== What you are asked to do ==
Search term "apply": please copy every line of the records below that contains it.

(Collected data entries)
//! Per-session context
//!
//! Holds the current designer's tracker credentials and the issue map from the
//! most recent fetch. It is created when a session starts (from the designer's
//! saved settings row), updated by save and fetch actions, and passed
//! explicitly into every operation that needs it.

use std::collections::BTreeMap;
use std::fmt;

use crate::error::AppError;
use crate::models::{Ticket, TicketRef, UserKey};

#[derive(Clone, Default)]
pub struct SessionContext {
    designer: String,
    tracker_key: String,
    state_name: String,
    issues: BTreeMap<String, TicketRef>,
}

impl SessionContext {
    /// Start a session from a saved settings row
    pub fn start(user: UserKey) -> Result<Self, AppError> {
        let mut session = SessionContext::default();
        session.apply(user)?;
        Ok(session)
    }

    /// Replace the credentials after a save action
    pub fn apply(&mut self, user: UserKey) -> Result<(), AppError> {
        if user.designer.is_empty() {
            return Err(AppError::MissingField("designer".to_string()));
        }
        if user.tracker_key.is_empty() {
            return Err(AppError::MissingField("tracker API key".to_string()));
        }
        if user.state_name.is_empty() {
            return Err(AppError::MissingField("tracker column / state".to_string()));
        }

        self.designer = user.designer;
        self.tracker_key = user.tracker_key;
        self.state_name = user.state_name;
        Ok(())
    }

    pub fn designer(&self) -> &str {
        &self.designer
    }

    pub fn tracker_key(&self) -> &str {
        &self.tracker_key
    }

    pub fn state_name(&self) -> &str {
        &self.state_name
    }

    /// Replace the issue map with the tickets of the latest fetch
    pub fn replace_issues(&mut self, tickets: &[Ticket]) {
        self.issues = tickets
            .iter()
            .map(|t| (t.title.clone(), t.to_ref()))
            .collect();
    }

    pub fn issue(&self, title: &str) -> Option<&TicketRef> {
        self.issues.get(title)
    }

    pub fn issue_titles(&self) -> impl Iterator<Item = &str> {
        self.issues.keys().map(String::as_str)
    }

    pub fn has_issues(&self) -> bool {
        !self.issues.is_empty()
    }
}

impl fmt::Debug for SessionContext {
    fn fmt(&self, f: &mut fmt::Formatter<'_>) -> fmt::Result {
        f.debug_struct("SessionContext")
            .field("designer", &self.designer)
            .field("tracker_key", &"<redacted>")
            .field("state_name", &self.state_name)
            .field("issues", &self.issues.len())
            .finish()
    }
}
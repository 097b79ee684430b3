pub mod bundle;
pub mod fetch;

pub use bundle::{BundleOutput, BundleTarget, ThumbnailBundler};
pub use fetch::{
    FetchOutcome, FetchPhase, FetchSettings, FetchStateMachine, LaunchFetcher, LaunchReport,
};
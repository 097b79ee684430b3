//! Game Tools Core Library
//!
//! This crate provides the domain models, error types, configuration and
//! session context shared by the processing, services and CLI crates.

pub mod config;
pub mod error;
pub mod models;
pub mod session;

// Re-export commonly used types
pub use config::{Config, DuplicateMatchSetting, ProviderMatchPolicy, SheetsCredentials};
pub use error::{AppError, AppResult, ErrorMetadata, LogLevel};
pub use models::{
    AssetRole, BundleProfile, ProviderRecord, RoleSpec, Ticket, TicketRef, UploadedFile, UserKey,
};
pub use session::SessionContext;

== Response area ==
        session.apply(user)?;
    pub fn apply(&mut self, user: UserKey) -> Result<(), AppError> {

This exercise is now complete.